If you have to store a large number of keys, then the height of such trees becomes very large. Due to this, the access time increases because nodes are individually read from memory, one-by-one.

Height of a tree gives us the maximum number of edges from the root node to a leaf. So, in the worst case scenario, for reaching the leaf node of a tree of height h, h disk accesses (dereferencing and accessing each node) would be required.

However, B-tree can store many keys in a single node and can have multiple child nodes.

They also have a high branching factor, meaning the trees are fat with a relatively small height, which ensures minimal disk reads to navigate​ to the place where the data is stored, for performing its operations, such as insertion and searching.

B-Trees are, therefore, well-suited for storage systems that read and write large blocks of data.

Sorting Algorithms

An in-place algorithm is an algorithm that does not need an extra space and produces an output in the same memory that contains the data by transforming the input 'in-place'.

However, a small constant extra space used for variables is allowed.

Stable vs.

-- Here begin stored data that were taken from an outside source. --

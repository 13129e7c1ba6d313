use crate::blob_store::{BlobStore, BucketStatus, ObjectChunks, ObjectSummary, StoreError};
use crate::config::StorageConfig;
use crate::paging::Page;
use async_trait::async_trait;
use aws_config::profile::ProfileFileCredentialsProvider;
use aws_config::BehaviorVersion;
use aws_runtime::env_config::file::{EnvConfigFileKind, EnvConfigFiles};
use aws_sdk_s3::config::Builder as S3ConfigBuilder;
use aws_sdk_s3::error::{DisplayErrorContext, SdkError};
use aws_sdk_s3::operation::get_object::GetObjectError;
use aws_sdk_s3::primitives::ByteStream;
use aws_sdk_s3::types::{
    BucketLocationConstraint, CompletedMultipartUpload, CompletedPart, CreateBucketConfiguration,
};
use aws_sdk_s3::Client as S3Client;
use aws_types::region::Region;
use bytes::Bytes;
use futures::stream::{self, StreamExt};
use std::path::Path;
use tracing::{debug, info, instrument, warn};

/// Blob store backed by an S3-compatible service
pub struct S3BlobStore {
    client: S3Client,
    region: String,
    multipart_threshold_bytes: usize,
    part_size_bytes: usize,
}

impl S3BlobStore {
    /// Create a new S3 blob store.
    ///
    /// When `credentials_file` is given it is read as an AWS shared-credentials
    /// file and its default profile is used instead of the ambient provider chain.
    pub async fn new(config: &StorageConfig, credentials_file: Option<&Path>) -> Self {
        let mut loader = aws_config::defaults(BehaviorVersion::latest())
            .region(Region::new(config.region.clone()));

        if let Some(path) = credentials_file {
            let files = EnvConfigFiles::builder()
                .with_file(EnvConfigFileKind::Credentials, path)
                .build();
            let provider = ProfileFileCredentialsProvider::builder()
                .profile_files(files)
                .build();
            loader = loader.credentials_provider(provider);
        }

        let aws_config = loader.load().await;
        let mut s3_config_builder = S3ConfigBuilder::from(&aws_config);

        // Custom endpoint for GCS interoperability or MinIO
        if let Some(ref endpoint_url) = config.endpoint_url {
            s3_config_builder = s3_config_builder.endpoint_url(endpoint_url);
        }

        if config.force_path_style {
            s3_config_builder = s3_config_builder.force_path_style(true);
        }

        let client = S3Client::from_conf(s3_config_builder.build());

        info!(
            region = %config.region,
            endpoint = config.endpoint_url.as_deref().unwrap_or("default"),
            "S3 blob store initialized"
        );

        Self {
            client,
            region: config.region.clone(),
            multipart_threshold_bytes: config.multipart_threshold_bytes,
            part_size_bytes: config.part_size_bytes,
        }
    }

    fn uses_multipart(&self, len: usize) -> bool {
        len > self.multipart_threshold_bytes
    }

    /// Single-part upload for small objects
    async fn simple_upload(&self, bucket: &str, key: &str, body: Bytes) -> Result<(), StoreError> {
        self.client
            .put_object()
            .bucket(bucket)
            .key(key)
            .body(ByteStream::from(body))
            .content_type("application/gzip")
            .send()
            .await
            .map_err(|e| StoreError::Put {
                bucket: bucket.to_string(),
                key: key.to_string(),
                message: DisplayErrorContext(&e).to_string(),
            })?;

        Ok(())
    }

    /// Multipart upload for large objects; aborted on any failure
    async fn multipart_upload(&self, bucket: &str, key: &str, body: Bytes) -> Result<(), StoreError> {
        let put_error = |message: String| StoreError::Put {
            bucket: bucket.to_string(),
            key: key.to_string(),
            message,
        };

        let create_response = self
            .client
            .create_multipart_upload()
            .bucket(bucket)
            .key(key)
            .content_type("application/gzip")
            .send()
            .await
            .map_err(|e| put_error(DisplayErrorContext(&e).to_string()))?;

        let upload_id = create_response
            .upload_id()
            .ok_or_else(|| put_error("no upload id in response".to_string()))?
            .to_string();

        match self.upload_parts(bucket, key, &upload_id, body).await {
            Ok(()) => Ok(()),
            Err(message) => {
                warn!(bucket = %bucket, key = %key, error = %message, "Aborting multipart upload");
                if let Err(e) = self
                    .client
                    .abort_multipart_upload()
                    .bucket(bucket)
                    .key(key)
                    .upload_id(&upload_id)
                    .send()
                    .await
                {
                    warn!(
                        bucket = %bucket,
                        key = %key,
                        error = %DisplayErrorContext(&e),
                        "Failed to abort multipart upload"
                    );
                }
                Err(put_error(message))
            }
        }
    }

    async fn upload_parts(
        &self,
        bucket: &str,
        key: &str,
        upload_id: &str,
        body: Bytes,
    ) -> Result<(), String> {
        let mut completed_parts = Vec::new();

        for (index, chunk) in split_parts(&body, self.part_size_bytes).into_iter().enumerate() {
            let part_number = (index + 1) as i32;
            let response = self
                .client
                .upload_part()
                .bucket(bucket)
                .key(key)
                .upload_id(upload_id)
                .part_number(part_number)
                .body(ByteStream::from(chunk))
                .send()
                .await
                .map_err(|e| format!("part {part_number}: {}", DisplayErrorContext(&e)))?;

            completed_parts.push(
                CompletedPart::builder()
                    .part_number(part_number)
                    .e_tag(response.e_tag().unwrap_or_default())
                    .build(),
            );
        }

        debug!(key = %key, parts = completed_parts.len(), "Completing multipart upload");

        let completed_upload = CompletedMultipartUpload::builder()
            .set_parts(Some(completed_parts))
            .build();

        self.client
            .complete_multipart_upload()
            .bucket(bucket)
            .key(key)
            .upload_id(upload_id)
            .multipart_upload(completed_upload)
            .send()
            .await
            .map_err(|e| DisplayErrorContext(&e).to_string())?;

        Ok(())
    }
}

#[async_trait]
impl BlobStore for S3BlobStore {
    #[instrument(skip(self))]
    async fn create_bucket(&self, bucket: &str) -> Result<BucketStatus, StoreError> {
        let mut request = self.client.create_bucket().bucket(bucket);

        // us-east-1 is the implicit location and must not be sent as a constraint
        if self.region != "us-east-1" {
            request = request.create_bucket_configuration(
                CreateBucketConfiguration::builder()
                    .location_constraint(BucketLocationConstraint::from(self.region.as_str()))
                    .build(),
            );
        }

        match request.send().await {
            Ok(_) => Ok(BucketStatus::Created),
            Err(e)
                if e.as_service_error()
                    .map(|e| e.is_bucket_already_owned_by_you())
                    .unwrap_or(false) =>
            {
                Ok(BucketStatus::AlreadyOwned)
            }
            Err(e) => Err(StoreError::CreateBucket {
                bucket: bucket.to_string(),
                message: DisplayErrorContext(&e).to_string(),
            }),
        }
    }

    #[instrument(skip(self, body), fields(size_bytes = body.len()))]
    async fn put_object(&self, bucket: &str, key: &str, body: Bytes) -> Result<(), StoreError> {
        if self.uses_multipart(body.len()) {
            self.multipart_upload(bucket, key, body).await
        } else {
            self.simple_upload(bucket, key, body).await
        }
    }

    #[instrument(skip(self))]
    async fn get_object(&self, bucket: &str, key: &str) -> Result<Bytes, StoreError> {
        let response = self
            .client
            .get_object()
            .bucket(bucket)
            .key(key)
            .send()
            .await
            .map_err(|e| get_error(bucket, key, e))?;

        let body = response.body.collect().await.map_err(|e| StoreError::Get {
            bucket: bucket.to_string(),
            key: key.to_string(),
            message: e.to_string(),
        })?;

        Ok(body.into_bytes())
    }

    #[instrument(skip(self))]
    async fn stream_object(&self, bucket: &str, key: &str) -> Result<ObjectChunks, StoreError> {
        let response = self
            .client
            .get_object()
            .bucket(bucket)
            .key(key)
            .send()
            .await
            .map_err(|e| get_error(bucket, key, e))?;

        let (bucket, key) = (bucket.to_string(), key.to_string());
        let chunks = stream::try_unfold(response.body, move |mut body| {
            let (bucket, key) = (bucket.clone(), key.clone());
            async move {
                let chunk = body.try_next().await.map_err(|e| StoreError::Get {
                    bucket,
                    key,
                    message: e.to_string(),
                })?;
                Ok(chunk.map(|chunk| (chunk, body)))
            }
        });

        Ok(chunks.boxed())
    }

    async fn list_objects_page(
        &self,
        bucket: &str,
        page_token: Option<String>,
    ) -> Result<Page<ObjectSummary>, StoreError> {
        let response = self
            .client
            .list_objects_v2()
            .bucket(bucket)
            .set_continuation_token(page_token)
            .send()
            .await
            .map_err(|e| {
                if e.as_service_error()
                    .map(|e| e.is_no_such_bucket())
                    .unwrap_or(false)
                {
                    StoreError::NoSuchBucket(bucket.to_string())
                } else {
                    StoreError::List {
                        bucket: bucket.to_string(),
                        message: DisplayErrorContext(&e).to_string(),
                    }
                }
            })?;

        let items = response
            .contents()
            .iter()
            .filter_map(|object| {
                object.key().map(|key| ObjectSummary {
                    name: key.to_string(),
                    size: object.size().and_then(|size| u64::try_from(size).ok()),
                })
            })
            .collect();

        Ok(Page {
            items,
            next_page_token: response.next_continuation_token().map(String::from),
        })
    }
}

fn get_error(bucket: &str, key: &str, e: SdkError<GetObjectError>) -> StoreError {
    if e.as_service_error()
        .map(|e| e.is_no_such_key())
        .unwrap_or(false)
    {
        return StoreError::NoSuchKey {
            bucket: bucket.to_string(),
            key: key.to_string(),
        };
    }
    StoreError::Get {
        bucket: bucket.to_string(),
        key: key.to_string(),
        message: DisplayErrorContext(&e).to_string(),
    }
}

/// Split `body` into parts of at most `part_size` bytes without copying
fn split_parts(body: &Bytes, part_size: usize) -> Vec<Bytes> {
    let part_size = part_size.max(1);
    (0..body.len())
        .step_by(part_size)
        .map(|start| body.slice(start..(start + part_size).min(body.len())))
        .collect()
}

Unstable Sorting Algorithms

Stable sorting algorithms preserve the relative order of equal elements, while unstable sorting algorithms don't.

In other words, stable sorting maintains the position of two equals elements relative to one another.

In-place Sorting Algorithms

An in-place sorting algorithm uses constant space for producing the output (modifies the given array only).

It sorts the list only by modifying the order of the elements within the list.

For example, Insertion Sort and Selection Sort are in-place sorting algorithms as they do not use any additional space for sorting the list.

A typical implementation of Merge Sort is not in-place, also the implementation for counting sort is not an in-place sorting algorithm

Bubble Sort (Sinking Sort OR Exchange Sort)

This sorting technique is just like bubbles in a water column, coming up one by one.

Bubble Sort

In bubble sort, with each subsequent pass, the next largest element is settled at the end of the array.

In each subsequent pass, we reduce our domain of comparison by 1 because 1 additional element is placed in its sorted position after each pass.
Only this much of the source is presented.